//! v7 terrain: two blended 2-D height fields, 3-D mountains rising from a
//! density gradient, river channels cut along ridge noise, and an optional
//! floatland layer high above.

// Terrain coordinates stay inside the map generation limit, exact in f32.
#![allow(clippy::cast_precision_loss)]

use strata_core::{ContentId, VoxelBuffer};

use super::{shape_column, ShapeContext};
use crate::noise::NoiseField;
use crate::params::{MapgenParams, V7Params, MGV7_CAVERNS, MGV7_FLOATLANDS, MGV7_MOUNTAINS, MGV7_RIDGES};

/// River channel half-width in `ridge_uwater` units.
const RIVER_WIDTH: f32 = 0.2;

/// Upward search budget of the spawn finder.
const SPAWN_SEARCH_ITERS: i32 = 256;

/// v7 shaper state.
pub struct V7Shaper {
    params: V7Params,
    water_level: i32,

    noise_terrain_base: NoiseField,
    noise_terrain_alt: NoiseField,
    noise_terrain_persist: NoiseField,
    noise_height_select: NoiseField,
    noise_filler_depth: NoiseField,
    noise_mount_height: NoiseField,
    noise_ridge_uwater: NoiseField,
    noise_mountain: NoiseField,
    noise_ridge: NoiseField,
    noise_floatland: NoiseField,

    /// Floatland taper offset per padded row, rebuilt per chunk.
    float_offset_cache: Vec<f32>,
    /// Floatlands intersect the current chunk.
    gen_floatlands: bool,
    /// River noise was computed for the current chunk.
    gen_rivers: bool,
}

------------------------------------

Write the whole listing out again exactly.

TASK ANSWER
//! v7 terrain: two blended 2-D height fields, 3-D mountains rising from a
//! density gradient, river channels cut along ridge noise, and an optional
//! floatland layer high above.

// Terrain coordinates stay inside the map generation limit, exact in f32.
#![allow(clippy::cast_precision_loss)]

use strata_core::{ContentId, VoxelBuffer};

use super::{shape_column, ShapeContext};
use crate::noise::NoiseField;
use crate::params::{MapgenParams, V7Params, MGV7_CAVERNS, MGV7_FLOATLANDS, MGV7_MOUNTAINS, MGV7_RIDGES};

/// River channel half-width in `ridge_uwater` units.
const RIVER_WIDTH: f32 = 0.2;

/// Upward search budget of the spawn finder.
const SPAWN_SEARCH_ITERS: i32 = 256;

/// v7 shaper state.
pub struct V7Shaper {
    params: V7Params,
    water_level: i32,

    noise_terrain_base: NoiseField,
    noise_terrain_alt: NoiseField,
    noise_terrain_persist: NoiseField,
    noise_height_select: NoiseField,
    noise_filler_depth: NoiseField,
    noise_mount_height: NoiseField,
    noise_ridge_uwater: NoiseField,
    noise_mountain: NoiseField,
    noise_ridge: NoiseField,
    noise_floatland: NoiseField,

    /// Floatland taper offset per padded row, rebuilt per chunk.
    float_offset_cache: Vec<f32>,
    /// Floatlands intersect the current chunk.
    gen_floatlands: bool,
    /// River noise was computed for the current chunk.
    gen_rivers: bool,
}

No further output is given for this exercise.